#### [TASK TO CARRY OUT]
Look for the string "attached" in the listing. Copy each line that has it.

#### [DATA TO USE]
//! Level assignment: banding candidates into H1/H2/H3.

use crate::model::{Heading, HeadingLevel};

use super::classifier::HeadingCandidate;

/// Assign levels to candidates and return headings in reading order.
///
/// Candidates are banded by distinct font size, descending: the largest
/// distinct size maps to H1, the next to H2, everything smaller to H3. A
/// candidate carrying an explicit numbering prefix takes its level from the
/// numbering depth instead (depth 1 → H1, 2 → H2, 3+ → H3) — explicit
/// numbering is a stronger depth signal than font size alone. With fewer
/// than three distinct sizes and no numbering, same-size candidates collapse
/// to the same level; levels are never diversified by force.
///
/// The input order (document reading order) is preserved; the level is an
/// attribute, not a sort key.
pub fn assign_levels(candidates: &[HeadingCandidate]) -> Vec<Heading> {
    let bands = size_bands(candidates);

    candidates
        .iter()
        .map(|candidate| {
            let level = match candidate.numbering_depth {
                Some(depth) => HeadingLevel::from_depth(depth),
                None => HeadingLevel::from_band(band_of(&bands, candidate.font_size)),
            };
            Heading::new(candidate.text.clone(), level, candidate.page)
        })
        .collect()
}

/// Distinct candidate sizes, descending, bucketed at 0.1pt.
fn size_bands(candidates: &[HeadingCandidate]) -> Vec<i32> {
    let mut keys: Vec<i32> = candidates
        .iter()
        .map(|c| (c.font_size * 10.0).round() as i32)
        .collect();
    keys.sort_unstable_by(|a, b| b.cmp(a));
    keys.dedup();
    keys
}

/// Index of the band a size falls into; sizes between bands take the band of
/// the next larger distinct size.
fn band_of(bands: &[i32], font_size: f32) -> usize {
    let key = (font_size * 10.0).round() as i32;
    bands.iter().position(|&b| key >= b).unwrap_or(bands.len())
}
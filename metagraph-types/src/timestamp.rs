//! Creation timestamps.
//!
//! The store stamps every instance once, at creation. Stamps are totally
//! ordered: physical milliseconds first, then a sequence counter that
//! separates instances created within the same millisecond.

use crate::Instant;
use chrono::{TimeZone, Utc};
use serde::{Deserialize, Serialize};
use std::cmp::Ordering;

/// Creation timestamp of an instance.
///
/// Consists of:
/// - `wall_time`: milliseconds since the Unix epoch
/// - `sequence`: counter for instances created at the same wall time
#[derive(Debug, Clone, Copy, PartialEq, Eq, Hash, Serialize, Deserialize)]
pub struct CreateTime {
    /// Physical time component (milliseconds since Unix epoch).
    wall_time: u64,
    /// Tie-breaking counter within one millisecond.
    #[serde(default)]
    sequence: u32,
}

impl CreateTime {
    /// Creates a timestamp at the current time.
    #[must_use]
    pub fn now() -> Self {
        Self::from_instant(Utc::now())
    }

    /// Creates a timestamp from components.
    #[must_use]
    pub const fn new(wall_time: u64, sequence: u32) -> Self {
        Self {
            wall_time,
            sequence,
        }
    }

    /// Creates a timestamp from an instant, truncated to milliseconds.
    /// Instants before the epoch clamp to zero.
    #[must_use]
    pub fn from_instant(instant: Instant) -> Self {
        Self::new(u64::try_from(instant.timestamp_millis()).unwrap_or(0), 0)
    }

    /// Returns the wall time component.
    #[must_use]
    pub const fn wall_time(&self) -> u64 {
        self.wall_time
    }

    /// Returns the sequence counter.
    #[must_use]
    pub const fn sequence(&self) -> u32 {
        self.sequence
    }

    /// Returns the wall time as an instant.
    #[must_use]
    pub fn as_instant(&self) -> Instant {
        let millis = i64::try_from(self.wall_time).unwrap_or(i64::MAX);
        Utc.timestamp_millis_opt(millis)
            .single()
            .unwrap_or(chrono::DateTime::<Utc>::MAX_UTC)
    }
}

impl PartialOrd for CreateTime {
    fn partial_cmp(&self, other: &Self) -> Option<Ordering> {
        Some(self.cmp(other))
    }
}

impl Ord for CreateTime {
    fn cmp(&self, other: &Self) -> Ordering {
        match self.wall_time.cmp(&other.wall_time) {
            Ordering::Equal => self.sequence.cmp(&other.sequence),
            other => other,
        }
    }
}
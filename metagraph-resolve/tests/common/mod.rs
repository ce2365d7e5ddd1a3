//! Shared graph fixtures for resolution tests.

#![allow(dead_code)]

use chrono::{TimeZone, Utc};
use metagraph_model::{
    Cardinality, Classification, CreateTime, EffectivityWindow, Entity, Guid, Instant,
    Relationship, RelationshipTypeDef, TypeId,
};
use metagraph_resolve::{MetadataElementService, RelationshipTypeRegistry, ResolverConfig};
use metagraph_store::InMemoryStore;
use std::sync::Arc;

pub const DUP: &str = "rt-peer-duplicate";
pub const ATTR: &str = "rt-attribute-for-schema";

pub const A: u128 = 1;
pub const B: u128 = 2;
pub const M: u128 = 3;
pub const I: u128 = 4;

pub fn guid(n: u128) -> Guid {
    Guid::from_u128(n)
}

/// A fixed "now" so effectivity tests do not depend on the wall clock.
pub fn now() -> Instant {
    Utc.with_ymd_and_hms(2026, 3, 1, 12, 0, 0).unwrap()
}

pub fn yesterday() -> Instant {
    now() - chrono::Duration::days(1)
}

pub fn asset(n: u128, created: u64, name: &str) -> Entity {
    Entity::new(guid(n), "Asset", CreateTime::new(created, 0)).with_property("name", name)
}

pub fn typed_store() -> Arc<InMemoryStore> {
    let store = Arc::new(InMemoryStore::new());
    store.add_typedef(RelationshipTypeDef::new(
        DUP,
        "PeerDuplicateLink",
        Cardinality::Many,
        Cardinality::Many,
    ));
    store.add_typedef(RelationshipTypeDef::new(
        ATTR,
        "AttributeForSchema",
        Cardinality::One,
        Cardinality::Many,
    ));
    store
}

pub fn link_duplicates(store: &InMemoryStore, rel: u128, end1: u128, end2: u128) {
    store.add_relationship(Relationship::new(guid(rel), TypeId::new(DUP), guid(end1), guid(end2)));
}

pub struct Fixture {
    pub store: Arc<InMemoryStore>,
    pub registry: Arc<RelationshipTypeRegistry>,
    pub service: MetadataElementService,
}

pub fn fixture_with(store: Arc<InMemoryStore>, config: ResolverConfig) -> Fixture {
    let registry = Arc::new(RelationshipTypeRegistry::new(store.clone()));
    let service = MetadataElementService::new(store.clone(), Arc::clone(&registry), config);
    Fixture {
        store,
        registry,
        service,
    }
}

pub fn fixture(store: Arc<InMemoryStore>) -> Fixture {
    fixture_with(store, ResolverConfig::default())
}

/// A (t=100) and B (t=200), peer duplicates of each other.
pub fn pair() -> Arc<InMemoryStore> {
    let store = typed_store();
    store.add_entity(asset(A, 100, "customer master"));
    store.add_entity(asset(B, 200, "customer master copy"));
    link_duplicates(&store, 100, A, B);
    store
}

/// `pair()` plus M (t=300, Memento) linked to A.
pub fn with_memento() -> Arc<InMemoryStore> {
    let store = pair();
    store.add_entity(
        asset(M, 300, "customer master retired").with_classification(Classification::memento()),
    );
    link_duplicates(&store, 101, A, M);
    store
}

/// `with_memento()` plus I (t=400) whose effectivity ended yesterday,
/// linked to B.
pub fn with_expired() -> Arc<InMemoryStore> {
    let store = with_memento();
    store.add_entity(
        asset(I, 400, "customer master expired")
            .with_effectivity(EffectivityWindow::ending(yesterday())),
    );
    link_duplicates(&store, 102, B, I);
    store
}
//! Limits and paging settings, read from `metagraph.toml`.
//!
//! ```toml
//! [resolver]
//! max_cluster_size = 1000
//! page_size = 100
//! max_search_results = 1000
//!
//! [walker]
//! max_depth = 32
//! max_branches = 1024
//! page_size = 100
//! ```

use crate::{ResolveError, ResolveResult};
use metagraph_store::DEFAULT_PAGE_SIZE;
use serde::{Deserialize, Serialize};
use std::path::Path;
use tracing::{info, warn};

/// Settings for duplicate-cluster resolution and search.
#[derive(Debug, Clone, PartialEq, Eq, Serialize, Deserialize)]
#[serde(default)]
pub struct ResolverConfig {
    /// Largest duplicate cluster tolerated before giving up.
    pub max_cluster_size: usize,
    /// Page size for relationship fetches.
    pub page_size: usize,
    /// Cap on raw text-search matches considered per call.
    pub max_search_results: usize,
}

impl Default for ResolverConfig {
    fn default() -> Self {
        Self {
            max_cluster_size: 1000,
            page_size: DEFAULT_PAGE_SIZE,
            max_search_results: 1000,
        }
    }
}

/// Settings for context graph traversal.
#[derive(Debug, Clone, PartialEq, Eq, Serialize, Deserialize)]
#[serde(default)]
pub struct WalkerConfig {
    /// Longest context path accepted.
    pub max_depth: usize,
    /// Most live branches tolerated at any step.
    pub max_branches: usize,
    /// Page size for relationship fetches.
    pub page_size: usize,
}

impl Default for WalkerConfig {
    fn default() -> Self {
        Self {
            max_depth: 32,
            max_branches: 1024,
            page_size: DEFAULT_PAGE_SIZE,
        }
    }
}

/// Top-level configuration file.
#[derive(Debug, Clone, Default, PartialEq, Eq, Serialize, Deserialize)]
#[serde(default)]
pub struct MetagraphConfig {
    pub resolver: ResolverConfig,
    pub walker: WalkerConfig,
}

impl MetagraphConfig {
    /// Parses configuration from TOML text.
    pub fn from_toml_str(contents: &str) -> ResolveResult<Self> {
        let config: Self =
            toml::from_str(contents).map_err(|e| ResolveError::Config(e.to_string()))?;
        config.validate()?;
        Ok(config)
    }

    /// Loads configuration from an explicit path.
    pub fn load_from(path: &Path) -> ResolveResult<Self> {
        let contents = std::fs::read_to_string(path)
            .map_err(|e| ResolveError::Config(format!("failed to read {path:?}: {e}")))?;
        let config = Self::from_toml_str(&contents)?;
        info!("Loaded configuration from {:?}", path);
        Ok(config)
    }

    /// Loads configuration if the file exists, falling back to defaults
    /// with a warning when it cannot be read or parsed.
    pub fn load_or_default(path: &Path) -> Self {
        if !path.exists() {
            info!("No configuration file at {:?}, using defaults", path);
            return Self::default();
        }
        match Self::load_from(path) {
            Ok(config) => config,
            Err(e) => {
                warn!("{}. Falling back to default configuration.", e);
                Self::default()
            }
        }
    }

    /// Rejects zero limits, which would make every call fail or spin.
    pub fn validate(&self) -> ResolveResult<()> {
        let checks = [
            ("resolver.max_cluster_size", self.resolver.max_cluster_size),
            ("resolver.page_size", self.resolver.page_size),
            ("resolver.max_search_results", self.resolver.max_search_results),
            ("walker.max_depth", self.walker.max_depth),
            ("walker.max_branches", self.walker.max_branches),
            ("walker.page_size", self.walker.page_size),
        ];
        for (name, value) in checks {
            if value == 0 {
                return Err(ResolveError::Config(format!("{name} must be greater than zero")));
            }
        }
        Ok(())
    }
}
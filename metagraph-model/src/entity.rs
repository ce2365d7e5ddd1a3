use crate::Classification;
use metagraph_types::{CreateTime, EffectivityWindow, Guid};
use serde::{Deserialize, Serialize};
use serde_json::Value;

/// Property mapping carried by every instance kind. Keys are unique.
pub type Properties = serde_json::Map<String, Value>;

/// A typed entity in the instance graph.
///
/// All entity types flow through this one structure. The `properties`
/// mapping holds whatever attributes the entity's type defines; callers
/// look them up by name.
#[derive(Debug, Clone, PartialEq, Serialize, Deserialize)]
pub struct Entity {
    pub guid: Guid,
    pub type_name: String,
    #[serde(default)]
    pub properties: Properties,
    #[serde(default, skip_serializing_if = "Vec::is_empty")]
    pub classifications: Vec<Classification>,
    pub create_time: CreateTime,
    #[serde(default, skip_serializing_if = "Option::is_none")]
    pub effectivity: Option<EffectivityWindow>,
}

impl Entity {
    /// Creates an entity with no properties, classifications or window.
    pub fn new(guid: Guid, type_name: impl Into<String>, create_time: CreateTime) -> Self {
        Self {
            guid,
            type_name: type_name.into(),
            properties: Properties::new(),
            classifications: Vec::new(),
            create_time,
            effectivity: None,
        }
    }

    /// Sets a property, replacing any previous value under the same key.
    #[must_use]
    pub fn with_property(mut self, key: impl Into<String>, value: impl Into<Value>) -> Self {
        self.properties.insert(key.into(), value.into());
        self
    }

    /// Attaches a classification.
    #[must_use]
    pub fn with_classification(mut self, classification: Classification) -> Self {
        self.classifications.push(classification);
        self
    }

    /// Sets the effectivity window.
    #[must_use]
    pub fn with_effectivity(mut self, window: EffectivityWindow) -> Self {
        self.effectivity = Some(window);
        self
    }

    /// Returns the first attached classification with the given type name.
    pub fn classification(&self, type_name: &str) -> Option<&Classification> {
        self.classifications.iter().find(|c| c.type_name == type_name)
    }

    /// Returns true if a Memento classification is attached, regardless of
    /// its effectivity.
    pub fn is_memento(&self) -> bool {
        self.classifications.iter().any(Classification::is_memento)
    }

    /// Extract a string property.
    pub fn get_str(&self, key: &str) -> Option<&str> {
        self.properties.get(key).and_then(|v| v.as_str())
    }

    /// Extract an integer property. Numeric strings are accepted, since
    /// many catalogues store ports and positions as text.
    pub fn get_i64(&self, key: &str) -> Option<i64> {
        match self.properties.get(key)? {
            Value::Number(n) => n.as_i64(),
            Value::String(s) => s.trim().parse().ok(),
            _ => None,
        }
    }
}
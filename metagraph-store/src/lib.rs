//! Store contracts for the metagraph resolution core.
//!
//! The core never owns instance data. Everything it computes is a view over
//! an [`EntityStore`] (entities, relationships, text search) and a
//! [`TypeDefStore`] (relationship type metadata) supplied by the platform.
//!
//! # Architecture
//!
//! - The traits are synchronous; any blocking happens inside the store
//! - Reads are paged with [`PagingOptions`]; [`collect_pages`] drains them
//! - [`InMemoryStore`] is the reference implementation used by tests and
//!   the command-line tool
//! - [`GraphSnapshot`] loads an in-memory store from a JSON document

mod error;
mod memory;
mod paging;
mod snapshot;
mod traits;

pub use error::{StoreError, StoreResult};
pub use memory::InMemoryStore;
pub use paging::{collect_pages, PagingOptions, DEFAULT_PAGE_SIZE};
pub use snapshot::GraphSnapshot;
pub use traits::{EntityStore, TypeDefStore};
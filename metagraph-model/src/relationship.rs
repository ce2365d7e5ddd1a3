use crate::{Properties, RelationshipEnd};
use metagraph_types::{EffectivityWindow, Guid, TypeId};
use serde::{Deserialize, Serialize};
use serde_json::Value;

/// A typed link between two entities.
///
/// Stores hand relationships back with only the opaque `type_id`; resolve
/// it through the relationship type registry before dispatching on it.
#[derive(Debug, Clone, PartialEq, Serialize, Deserialize)]
pub struct Relationship {
    pub guid: Guid,
    pub type_id: TypeId,
    pub end1: Guid,
    pub end2: Guid,
    #[serde(default)]
    pub properties: Properties,
    #[serde(default, skip_serializing_if = "Option::is_none")]
    pub effectivity: Option<EffectivityWindow>,
    /// Relative confidence on duplicate links. Carried, not interpreted.
    #[serde(default, skip_serializing_if = "Option::is_none")]
    pub status_identifier: Option<i32>,
}

impl Relationship {
    /// Creates a relationship between `end1` and `end2`.
    pub fn new(guid: Guid, type_id: TypeId, end1: Guid, end2: Guid) -> Self {
        Self {
            guid,
            type_id,
            end1,
            end2,
            properties: Properties::new(),
            effectivity: None,
            status_identifier: None,
        }
    }

    /// Sets a property.
    #[must_use]
    pub fn with_property(mut self, key: impl Into<String>, value: impl Into<Value>) -> Self {
        self.properties.insert(key.into(), value.into());
        self
    }

    /// Sets the effectivity window.
    #[must_use]
    pub fn with_effectivity(mut self, window: EffectivityWindow) -> Self {
        self.effectivity = Some(window);
        self
    }

    /// Sets the duplicate-link status identifier.
    #[must_use]
    pub fn with_status_identifier(mut self, status: i32) -> Self {
        self.status_identifier = Some(status);
        self
    }

    /// Returns the end `guid` sits at. A self-link reports `End1`.
    pub fn end_of(&self, guid: &Guid) -> Option<RelationshipEnd> {
        if self.end1 == *guid {
            Some(RelationshipEnd::End1)
        } else if self.end2 == *guid {
            Some(RelationshipEnd::End2)
        } else {
            None
        }
    }

    /// Returns the GUID at the given end.
    pub fn guid_at(&self, end: RelationshipEnd) -> Guid {
        match end {
            RelationshipEnd::End1 => self.end1,
            RelationshipEnd::End2 => self.end2,
        }
    }

    /// Returns the end opposite `guid`, treating the link as undirected.
    pub fn other_end(&self, guid: &Guid) -> Option<Guid> {
        self.end_of(guid).map(|end| self.guid_at(end.opposite()))
    }
}
use crate::{PagingOptions, StoreResult};
use metagraph_model::{Entity, Guid, Relationship, RelationshipTypeDef, TypeId};

/// Source of instance data.
///
/// Every call returns a fresh snapshot; the caller holds no references
/// into the store between calls.
pub trait EntityStore: Send + Sync {
    /// Fetches one entity. `Ok(None)` if the GUID is unknown.
    fn get_entity(&self, guid: &Guid) -> StoreResult<Option<Entity>>;

    /// Fetches one page of relationships of the given type with `guid` at
    /// either end.
    fn relationships_for_entity(
        &self,
        guid: &Guid,
        relationship_type: &TypeId,
        paging: PagingOptions,
    ) -> StoreResult<Vec<Relationship>>;

    /// Fetches one page of entities whose properties match `text`,
    /// optionally restricted to one entity type name.
    fn find_entities_by_text(
        &self,
        text: &str,
        type_filter: Option<&str>,
        paging: PagingOptions,
    ) -> StoreResult<Vec<Entity>>;
}

/// Source of relationship type metadata.
pub trait TypeDefStore: Send + Sync {
    /// Looks up a relationship type by name.
    fn typedef_by_name(&self, type_name: &str) -> StoreResult<Option<RelationshipTypeDef>>;

    /// Looks up a relationship type by identifier.
    fn typedef_by_id(&self, type_id: &TypeId) -> StoreResult<Option<RelationshipTypeDef>>;
}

#### [TASK RESULT]
    /// Returns the first attached classification with the given type name.
    /// Returns true if a Memento classification is attached, regardless of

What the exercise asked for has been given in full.